What is needed:
Give again only those lines from the start of the entries through the line holding "fn eq(&self, other: &Self)", leaving them as they are.
************
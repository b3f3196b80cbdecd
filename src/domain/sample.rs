#![allow(dead_code)]
use chrono::{DateTime, Utc};
use serde::{Deserialize, Serialize};

/// A single timeseries data point. `value == None` (or a `NaN` payload
/// before it reaches a [`Sample`]) means "no reading at this timestamp".
#[derive(Debug, Clone, Copy, Serialize, Deserialize)]
pub struct Sample {
    pub timestamp: DateTime<Utc>,
    pub value: Option<f64>,
}

impl Sample {
    pub fn new(timestamp: DateTime<Utc>, value: Option<f64>) -> Self {
        Self { timestamp, value }
    }

    pub fn empty(timestamp: DateTime<Utc>) -> Self {
        Self {
            timestamp,
            value: None,
        }
    }
}

impl PartialEq for Sample {
    fn eq(&self, other: &Self) -> bool {
        self.timestamp == other.timestamp
    }
}
impl Eq for Sample {}

impl PartialOrd for Sample {
    fn partial_cmp(&self, other: &Self) -> Option<std::cmp::Ordering> {
        Some(self.cmp(other))
    }
}
impl Ord for Sample {
    fn cmp(&self, other: &Self) -> std::cmp::Ordering {
        self.timestamp.cmp(&other.timestamp)
    }
}

/// Properties of a resampling source, tracked by
/// [`crate::resampling::helper::ResamplingHelper`].
#[derive(Debug, Clone, Copy, Default, Serialize, Deserialize)]
pub struct SourceProperties {
    pub sampling_start: Option<DateTime<Utc>>,
    pub received_samples: u64,
    pub sampling_period_s: Option<f64>,
}
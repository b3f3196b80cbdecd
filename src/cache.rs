//! Device Data Cache (spec.md §4.2).
//!
//! Per-device, single-slot "peek" caches for the latest telemetry sample of
//! each battery and inverter referenced by the topology. A dedicated
//! background task per device writes into the slot; readers never block on
//! the underlying stream.

use std::collections::HashMap;
use std::sync::Arc;

use futures::StreamExt;
use parking_lot::RwLock;
use tokio::task::JoinHandle;
use tracing::debug;

use crate::domain::{BatteryId, BatteryTelemetry, InverterId, InverterTelemetry};
use crate::rpc::DeviceApiClient;
use crate::topology::TopologyIndex;

/// A single-slot, non-blocking, non-consuming cache for the latest value
/// of type `T`. Writes replace the slot atomically; reads clone it out
/// without taking the writer's place in line.
#[derive(Debug, Clone)]
struct PeekSlot<T> {
    slot: Arc<RwLock<Option<T>>>,
}

impl<T: Clone> PeekSlot<T> {
    fn new() -> Self {
        Self {
            slot: Arc::new(RwLock::new(None)),
        }
    }

    fn store(&self, value: T) {
        *self.slot.write() = Some(value);
    }

    fn peek(&self) -> Option<T> {
        self.slot.read().clone()
    }
}

/// Device telemetry caches, populated by background subscription tasks
/// started in [`DeviceDataCache::start`].
pub struct DeviceDataCache {
    battery_slots: HashMap<BatteryId, PeekSlot<BatteryTelemetry>>,
    inverter_slots: HashMap<InverterId, PeekSlot<InverterTelemetry>>,
    tasks: RwLock<Vec<JoinHandle<()>>>,
}

impl DeviceDataCache {
    /// Subscribe to every battery and inverter referenced by `topology` and
    /// start one background ingestion task per device.
    pub async fn start(api: Arc<dyn DeviceApiClient>, topology: &TopologyIndex) -> Self {
        let mut battery_slots = HashMap::new();
        let mut inverter_slots = HashMap::new();
        let mut tasks = Vec::new();

        let mut inverter_ids = std::collections::HashSet::new();
        for battery_id in topology.all_batteries() {
            let slot = PeekSlot::new();
            battery_slots.insert(battery_id, slot.clone());

            let mut stream = api.battery_data(battery_id).await;
            let task_slot = slot;
            tasks.push(tokio::spawn(async move {
                while let Some(sample) = stream.next().await {
                    debug!(battery = battery_id, "received battery telemetry");
                    task_slot.store(sample);
                }
            }));

            inverter_ids.extend(topology.bat_invs(battery_id));
        }

        for inverter_id in inverter_ids {
            let slot = PeekSlot::new();
            inverter_slots.insert(inverter_id, slot.clone());

            let mut stream = api.inverter_data(inverter_id).await;
            let task_slot = slot;
            tasks.push(tokio::spawn(async move {
                while let Some(sample) = stream.next().await {
                    debug!(inverter = inverter_id, "received inverter telemetry");
                    task_slot.store(sample);
                }
            }));
        }

        Self {
            battery_slots,
            inverter_slots,
            tasks: RwLock::new(tasks),
        }
    }

    pub fn peek_battery(&self, id: BatteryId) -> Option<BatteryTelemetry> {
        self.battery_slots.get(&id)?.peek()
    }

    pub fn peek_inverter(&self, id: InverterId) -> Option<InverterTelemetry> {
        self.inverter_slots.get(&id)?.peek()
    }

    pub fn knows_battery(&self, id: BatteryId) -> bool {
        self.battery_slots.contains_key(&id)
    }

    /// Tear down all background subscription tasks.
    pub async fn stop(&self) {
        let tasks = std::mem::take(&mut *self.tasks.write());
        for task in tasks {
            task.abort();
            let _ = task.await;
        }
    }
}

#[cfg(test)]
mod tests {
    use super::*;
    use crate::domain::PowerBounds;
    use crate::rpc::{RpcError, TelemetryStream};
    use async_trait::async_trait;
    use chrono::Utc;
    use futures::stream;
    use std::collections::HashMap as StdHashMap;

    struct FakeApi {
        battery_samples: StdHashMap<BatteryId, Vec<BatteryTelemetry>>,
    }

    #[async_trait]
    impl DeviceApiClient for FakeApi {
        async fn set_power(&self, _inverter_id: InverterId, _watts: f64) -> Result<(), RpcError> {
            Ok(())
        }

        async fn battery_data(&self, battery_id: BatteryId) -> TelemetryStream<BatteryTelemetry> {
            let samples = self.battery_samples.get(&battery_id).cloned().unwrap_or_default();
            Box::pin(stream::iter(samples))
        }

        async fn inverter_data(&self, _inverter_id: InverterId) -> TelemetryStream<InverterTelemetry> {
            Box::pin(stream::empty())
        }
    }

    fn telemetry(soc: f64) -> BatteryTelemetry {
        BatteryTelemetry {
            soc,
            soc_lower_bound: 0.0,
            soc_upper_bound: 100.0,
            capacity_wh: 1000.0,
            power_bounds: PowerBounds::symmetric(500.0),
            timestamp: Utc::now(),
        }
    }

    struct EmptyGraph;
    impl crate::topology::ComponentGraph for EmptyGraph {
        fn predecessors(&self, _id: u64) -> Vec<crate::domain::Component> {
            vec![crate::domain::Component::inverter(10)]
        }
        fn successors(&self, _id: u64) -> Vec<crate::domain::Component> {
            vec![crate::domain::Component::battery(1)]
        }
    }

    #[tokio::test]
    async fn peek_returns_latest_sample() {
        let mut samples = StdHashMap::new();
        samples.insert(1u64, vec![telemetry(10.0), telemetry(20.0)]);
        let api: Arc<dyn DeviceApiClient> = Arc::new(FakeApi {
            battery_samples: samples,
        });

        let topology = TopologyIndex::build(&EmptyGraph, [1]);
        let cache = DeviceDataCache::start(api, &topology).await;

        // Give the background task a chance to drain the finite stream.
        tokio::task::yield_now().await;
        tokio::time::sleep(std::time::Duration::from_millis(20)).await;

        let latest = cache.peek_battery(1).expect("sample expected");
        assert_eq!(latest.soc, 20.0);
        assert!(cache.peek_battery(99).is_none());

        cache.stop().await;
    }
}
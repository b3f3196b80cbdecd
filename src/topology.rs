//! Topology Index (spec.md §4.1).
//!
//! Static maps derived once from the component graph, immutable for the
//! lifetime of the distributor.

use std::collections::{HashMap, HashSet};

use tracing::error;

use crate::domain::{BatteryId, Component, ComponentCategory, InverterId};

/// The component graph — an external collaborator (spec.md §1, §6). This
/// crate only consumes `predecessors`/`successors`; discovering the graph
/// itself is out of scope.
pub trait ComponentGraph: Send + Sync {
    /// Components that feed into `id` (e.g. the inverters behind a
    /// battery).
    fn predecessors(&self, id: u64) -> Vec<Component>;

    /// Components fed by `id` (e.g. the batteries behind an inverter).
    fn successors(&self, id: u64) -> Vec<Component>;
}

/// Immutable battery/inverter adjacency maps, built once at construction
/// time (spec.md §4.1).
#[derive(Debug, Clone, Default)]
pub struct TopologyIndex {
    bat_invs: HashMap<BatteryId, HashSet<InverterId>>,
    inv_bats: HashMap<InverterId, HashSet<BatteryId>>,
    bat_bats: HashMap<BatteryId, HashSet<BatteryId>>,
    inv_invs: HashMap<InverterId, HashSet<InverterId>>,
}

impl TopologyIndex {
    /// Build the index for the given batteries using the component graph.
    ///
    /// A battery with no adjacent inverters is logged and skipped — it
    /// never appears in any of the resulting maps.
    pub fn build(graph: &dyn ComponentGraph, batteries: impl IntoIterator<Item = BatteryId>) -> Self {
        let mut bat_invs: HashMap<BatteryId, HashSet<InverterId>> = HashMap::new();
        let mut inv_bats: HashMap<InverterId, HashSet<BatteryId>> = HashMap::new();
        let mut bat_bats: HashMap<BatteryId, HashSet<BatteryId>> = HashMap::new();
        let mut inv_invs: HashMap<InverterId, HashSet<InverterId>> = HashMap::new();

        for battery_id in batteries {
            let inverters: HashSet<InverterId> = graph
                .predecessors(battery_id)
                .into_iter()
                .filter(|c| c.category == ComponentCategory::Inverter)
                .map(|c| c.id)
                .collect();

            if inverters.is_empty() {
                error!(battery = battery_id, "no inverters for battery, skipping");
                continue;
            }

            for &inverter_id in &inverters {
                inv_bats.entry(inverter_id).or_default().insert(battery_id);

                let siblings: HashSet<BatteryId> = graph
                    .successors(inverter_id)
                    .into_iter()
                    .filter(|c| c.category == ComponentCategory::Battery)
                    .map(|c| c.id)
                    .collect();
                bat_bats.entry(battery_id).or_default().extend(siblings);
            }

            bat_invs.insert(battery_id, inverters);
        }

        // inv_invs[I] = union of bat_invs[B] for every B with I in bat_invs[B]
        for (&inverter_id, bats) in &inv_bats {
            let mut siblings = HashSet::new();
            for &bat in bats {
                if let Some(invs) = bat_invs.get(&bat) {
                    siblings.extend(invs.iter().copied());
                }
            }
            inv_invs.insert(inverter_id, siblings);
        }

        Self {
            bat_invs,
            inv_bats,
            bat_bats,
            inv_invs,
        }
    }

    pub fn bat_invs(&self, battery: BatteryId) -> HashSet<InverterId> {
        self.bat_invs.get(&battery).cloned().unwrap_or_default()
    }

    pub fn inv_bats(&self, inverter: InverterId) -> HashSet<BatteryId> {
        self.inv_bats.get(&inverter).cloned().unwrap_or_default()
    }

    pub fn bat_bats(&self, battery: BatteryId) -> HashSet<BatteryId> {
        self.bat_bats.get(&battery).cloned().unwrap_or_default()
    }

    pub fn inv_invs(&self, inverter: InverterId) -> HashSet<InverterId> {
        self.inv_invs.get(&inverter).cloned().unwrap_or_default()
    }

    pub fn knows_battery(&self, battery: BatteryId) -> bool {
        self.bat_invs.contains_key(&battery)
    }

    pub fn all_batteries(&self) -> impl Iterator<Item = BatteryId> + '_ {
        self.bat_invs.keys().copied()
    }

    /// Union of `bat_invs[b]` for every `b` in `batteries`.
    pub fn connected_inverters(&self, batteries: impl IntoIterator<Item = BatteryId>) -> HashSet<InverterId> {
        batteries
            .into_iter()
            .flat_map(|b| self.bat_invs(b))
            .collect()
    }

    /// Union of `inv_bats[i]` for every `i` in `inverters`.
    pub fn implied_batteries(&self, inverters: impl IntoIterator<Item = InverterId>) -> HashSet<BatteryId> {
        inverters
            .into_iter()
            .flat_map(|i| self.inv_bats(i))
            .collect()
    }
}

#[cfg(test)]
mod tests {
    use super::*;
    use std::collections::HashMap as StdHashMap;

    /// Simple in-memory graph for tests: two batteries behind one shared
    /// inverter, plus one battery with its own dedicated inverter.
    struct FakeGraph {
        predecessors: StdHashMap<u64, Vec<Component>>,
        successors: StdHashMap<u64, Vec<Component>>,
    }

    impl ComponentGraph for FakeGraph {
        fn predecessors(&self, id: u64) -> Vec<Component> {
            self.predecessors.get(&id).cloned().unwrap_or_default()
        }
        fn successors(&self, id: u64) -> Vec<Component> {
            self.successors.get(&id).cloned().unwrap_or_default()
        }
    }

    fn shared_inverter_graph() -> FakeGraph {
        // battery 1, 2 share inverter 10; battery 3 has its own inverter 11
        let mut predecessors = StdHashMap::new();
        predecessors.insert(1, vec![Component::inverter(10)]);
        predecessors.insert(2, vec![Component::inverter(10)]);
        predecessors.insert(3, vec![Component::inverter(11)]);

        let mut successors = StdHashMap::new();
        successors.insert(10, vec![Component::battery(1), Component::battery(2)]);
        successors.insert(11, vec![Component::battery(3)]);

        FakeGraph {
            predecessors,
            successors,
        }
    }

    #[test]
    fn shared_inverter_collapses_into_one_class() {
        let graph = shared_inverter_graph();
        let index = TopologyIndex::build(&graph, [1, 2, 3]);

        assert_eq!(index.bat_invs(1), HashSet::from([10]));
        assert_eq!(index.bat_bats(1), HashSet::from([1, 2]));
        assert_eq!(index.bat_bats(2), HashSet::from([1, 2]));
        assert_eq!(index.bat_bats(3), HashSet::from([3]));
        assert_eq!(index.inv_bats(10), HashSet::from([1, 2]));
    }

    #[test]
    fn battery_without_inverters_is_skipped() {
        let graph = FakeGraph {
            predecessors: StdHashMap::new(),
            successors: StdHashMap::new(),
        };
        let index = TopologyIndex::build(&graph, [42]);
        assert!(!index.knows_battery(42));
    }
}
************
Exercise result:
repository b3f3196b80cbdecd
filename src/domain/sample.rs
#![allow(dead_code)]
use chrono::{DateTime, Utc};
use serde::{Deserialize, Serialize};

/// A single timeseries data point. `value == None` (or a `NaN` payload
/// before it reaches a [`Sample`]) means "no reading at this timestamp".
#[derive(Debug, Clone, Copy, Serialize, Deserialize)]
pub struct Sample {
    pub timestamp: DateTime<Utc>,
    pub value: Option<f64>,
}

impl Sample {
    pub fn new(timestamp: DateTime<Utc>, value: Option<f64>) -> Self {
        Self { timestamp, value }
    }

    pub fn empty(timestamp: DateTime<Utc>) -> Self {
        Self {
            timestamp,
            value: None,
        }
    }
}

impl PartialEq for Sample {
    fn eq(&self, other: &Self) -> bool {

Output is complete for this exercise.